### Directions
How many lines within the records include the word "dropped"? Only that number should be given.

++++++

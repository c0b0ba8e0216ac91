//! Configuration error types.
//!
//! Raised while reading, resolving and validating the gateway configuration.

use crate::utils::logging::error::{ErrorContext, TraceableError};
use std::collections::HashMap;
use thiserror::Error as ThisError;
use uuid::Uuid;

/// Represents errors that can occur during configuration operations
#[derive(ThisError, Debug)]
pub enum ConfigError {
	/// Errors related to validation failures
	#[error("Validation error: {0}")]
	ValidationError(ErrorContext),

	/// Errors related to parsing failures
	#[error("Parse error: {0}")]
	ParseError(ErrorContext),

	/// Errors related to file system errors
	#[error("File error: {0}")]
	FileError(ErrorContext),

	/// Other errors that don't fit into the categories above
	#[error(transparent)]
	Other(#[from] anyhow::Error),
}

impl ConfigError {
	// Validation error
	pub fn validation_error(
		msg: impl Into<String>,
		source: Option<Box<dyn std::error::Error + Send + Sync + 'static>>,
		metadata: Option<HashMap<String, String>>,
	) -> Self {
		Self::ValidationError(ErrorContext::new(msg, source, metadata))
	}

	// Parse error
	pub fn parse_error(
		msg: impl Into<String>,
		source: Option<Box<dyn std::error::Error + Send + Sync + 'static>>,
		metadata: Option<HashMap<String, String>>,
	) -> Self {
		Self::ParseError(ErrorContext::new(msg, source, metadata))
	}

	// File error
	pub fn file_error(
		msg: impl Into<String>,
		source: Option<Box<dyn std::error::Error + Send + Sync + 'static>>,
		metadata: Option<HashMap<String, String>>,
	) -> Self {
		Self::FileError(ErrorContext::new(msg, source, metadata))
	}
}

impl TraceableError for ConfigError {
	fn trace_id(&self) -> String {
		match self {
			Self::ValidationError(ctx) => ctx.trace_id.clone(),
			Self::ParseError(ctx) => ctx.trace_id.clone(),
			Self::FileError(ctx) => ctx.trace_id.clone(),
			Self::Other(_) => Uuid::new_v4().to_string(),
		}
	}
}

impl From<std::io::Error> for ConfigError {
	fn from(err: std::io::Error) -> Self {
		Self::file_error(err.to_string(), None, None)
	}
}

impl From<serde_json::Error> for ConfigError {
	fn from(err: serde_json::Error) -> Self {
		Self::parse_error(err.to_string(), None, None)
	}
}
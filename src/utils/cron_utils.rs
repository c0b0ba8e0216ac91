//! Helpers for the cron expressions that drive election and recovery jobs.

use cron::Schedule;
use std::str::FromStr;

/// Parses a cron expression, returning the parser message on failure
pub fn validate_cron_schedule(cron_schedule: &str) -> Result<(), String> {
	Schedule::from_str(cron_schedule)
		.map(|_| ())
		.map_err(|e| format!("invalid cron expression '{}': {}", cron_schedule, e))
}
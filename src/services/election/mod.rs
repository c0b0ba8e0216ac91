//! Election of the authoritative node.

mod rule;
mod selector;

pub use rule::{choose_node, Election};
pub use selector::{NodeSelector, NodeSelectorTrait};
//! Publisher error types and handling.

use crate::utils::logging::error::{ErrorContext, TraceableError};
use std::collections::HashMap;
use thiserror::Error as ThisError;
use uuid::Uuid;

/// Represents possible errors raised while talking to the brokers
#[derive(ThisError, Debug)]
pub enum PublisherError {
	/// Opening a connection or channel failed
	#[error("Connection error: {0}")]
	ConnectionError(ErrorContext),

	/// Declaring or binding the exchange and queues failed
	#[error("Topology error: {0}")]
	TopologyError(ErrorContext),

	/// A message could not be published
	#[error("Publish error: {0}")]
	PublishError(ErrorContext),

	/// Other errors that don't fit into the categories above
	#[error(transparent)]
	Other(#[from] anyhow::Error),
}

impl PublisherError {
	// Connection error
	pub fn connection_error(
		msg: impl Into<String>,
		source: Option<Box<dyn std::error::Error + Send + Sync + 'static>>,
		metadata: Option<HashMap<String, String>>,
	) -> Self {
		Self::ConnectionError(ErrorContext::new_with_log(msg, source, metadata))
	}

	// Topology error
	pub fn topology_error(
		msg: impl Into<String>,
		source: Option<Box<dyn std::error::Error + Send + Sync + 'static>>,
		metadata: Option<HashMap<String, String>>,
	) -> Self {
		Self::TopologyError(ErrorContext::new_with_log(msg, source, metadata))
	}

	// Publish error
	pub fn publish_error(
		msg: impl Into<String>,
		source: Option<Box<dyn std::error::Error + Send + Sync + 'static>>,
		metadata: Option<HashMap<String, String>>,
	) -> Self {
		Self::PublishError(ErrorContext::new_with_log(msg, source, metadata))
	}
}

impl TraceableError for PublisherError {
	fn trace_id(&self) -> String {
		match self {
			Self::ConnectionError(ctx) => ctx.trace_id.clone(),
			Self::TopologyError(ctx) => ctx.trace_id.clone(),
			Self::PublishError(ctx) => ctx.trace_id.clone(),
			Self::Other(_) => Uuid::new_v4().to_string(),
		}
	}
}
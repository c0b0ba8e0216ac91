//! Secret handling for node credentials and broker/coordination URLs.
//!
//! Secrets can be written inline in the configuration file or referenced through
//! an environment variable. Both forms are zeroized when dropped.

use serde::{Deserialize, Serialize};
use std::{env, fmt};
use zeroize::{Zeroize, ZeroizeOnDrop};

use crate::models::security::error::{SecurityError, SecurityResult};

/// A secret value and the place it is sourced from.
///
/// - `Plain`: the secret itself, wrapped in a `SecretString`
/// - `Environment`: the name of an environment variable holding the secret
///
/// The tag is matched case-insensitively on the way in (`"plain"`, `"Plain"`,
/// `"ENVIRONMENT"` all work).
#[derive(Debug, Clone, Serialize, ZeroizeOnDrop)]
#[serde(tag = "type", content = "value")]
#[serde(deny_unknown_fields)]
pub enum SecretValue {
	/// A plain text secret value
	Plain(SecretString),
	/// A secret stored in an environment variable
	Environment(String),
}

#[derive(Deserialize)]
#[serde(deny_unknown_fields)]
struct RawSecretValue {
	#[serde(rename = "type")]
	kind: String,
	value: String,
}

impl<'de> Deserialize<'de> for SecretValue {
	fn deserialize<D>(deserializer: D) -> Result<Self, D::Error>
	where
		D: serde::Deserializer<'de>,
	{
		let raw = RawSecretValue::deserialize(deserializer)?;
		match raw.kind.to_lowercase().as_str() {
			"plain" => Ok(SecretValue::Plain(SecretString::new(raw.value))),
			"environment" => Ok(SecretValue::Environment(raw.value)),
			other => Err(serde::de::Error::unknown_variant(
				other,
				&["plain", "environment"],
			)),
		}
	}
}

impl PartialEq for SecretValue {
	fn eq(&self, other: &Self) -> bool {
		match (self, other) {
			(Self::Plain(l0), Self::Plain(r0)) => l0.as_str() == r0.as_str(),
			(Self::Environment(l0), Self::Environment(r0)) => l0 == r0,
			_ => false,
		}
	}
}

/// A string that is zeroized when dropped.
#[derive(Debug, Clone, Serialize, Deserialize, Zeroize, ZeroizeOnDrop)]
pub struct SecretString(String);

impl PartialEq for SecretString {
	fn eq(&self, other: &Self) -> bool {
		self.0 == other.0
	}
}

impl SecretValue {
	/// Shorthand for an inline secret
	pub fn plain(value: impl Into<String>) -> Self {
		SecretValue::Plain(SecretString::new(value.into()))
	}

	/// Resolves the secret from its source.
	///
	/// # Errors
	///
	/// Returns a `SecurityError` when the referenced environment variable is unset or empty.
	pub fn resolve(&self) -> SecurityResult<SecretString> {
		match self {
			SecretValue::Plain(secret) => Ok(secret.clone()),
			SecretValue::Environment(env_var) => {
				let value = env::var(env_var).map_err(|e| {
					Box::new(SecurityError::parse_error(
						format!("Failed to get environment variable {}", env_var),
						Some(e.into()),
						None,
					))
				})?;
				if value.trim().is_empty() {
					return Err(Box::new(SecurityError::validation_error(
						format!("Environment variable {} is empty", env_var),
						None,
						None,
					)));
				}
				Ok(SecretString::new(value))
			}
		}
	}

	/// Checks if the secret value starts with a given prefix
	pub fn starts_with(&self, prefix: &str) -> bool {
		self.as_str().starts_with(prefix)
	}

	/// Checks if the secret value is empty
	pub fn is_empty(&self) -> bool {
		self.as_str().trim().is_empty()
	}

	/// Returns the secret value, or the variable name for `Environment`
	pub fn as_str(&self) -> &str {
		match self {
			SecretValue::Plain(secret) => secret.as_str(),
			SecretValue::Environment(env_var) => env_var,
		}
	}
}

impl Zeroize for SecretValue {
	fn zeroize(&mut self) {
		match self {
			SecretValue::Plain(secret) => secret.zeroize(),
			SecretValue::Environment(env_var) => env_var.clear(),
		}
	}
}

impl SecretString {
	/// Creates a new `SecretString` with the given value.
	pub fn new(value: String) -> Self {
		Self(value)
	}

	/// Gets a reference to the underlying string.
	///
	/// The reference should be used immediately and not stored.
	pub fn as_str(&self) -> &str {
		&self.0
	}
}

impl From<String> for SecretString {
	fn from(value: String) -> Self {
		Self::new(value)
	}
}

impl AsRef<str> for SecretString {
	fn as_ref(&self) -> &str {
		self.as_str()
	}
}

/// Plain secrets are never rendered; environment references show the variable name.
impl fmt::Display for SecretValue {
	fn fmt(&self, f: &mut fmt::Formatter<'_>) -> fmt::Result {
		match self {
			SecretValue::Plain(_) => write!(f, "***"),
			SecretValue::Environment(env_var) => write!(f, "${}", env_var),
		}
	}
}

impl AsRef<str> for SecretValue {
	fn as_ref(&self) -> &str {
		self.as_str()
	}
}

++++++

### Output of the task
2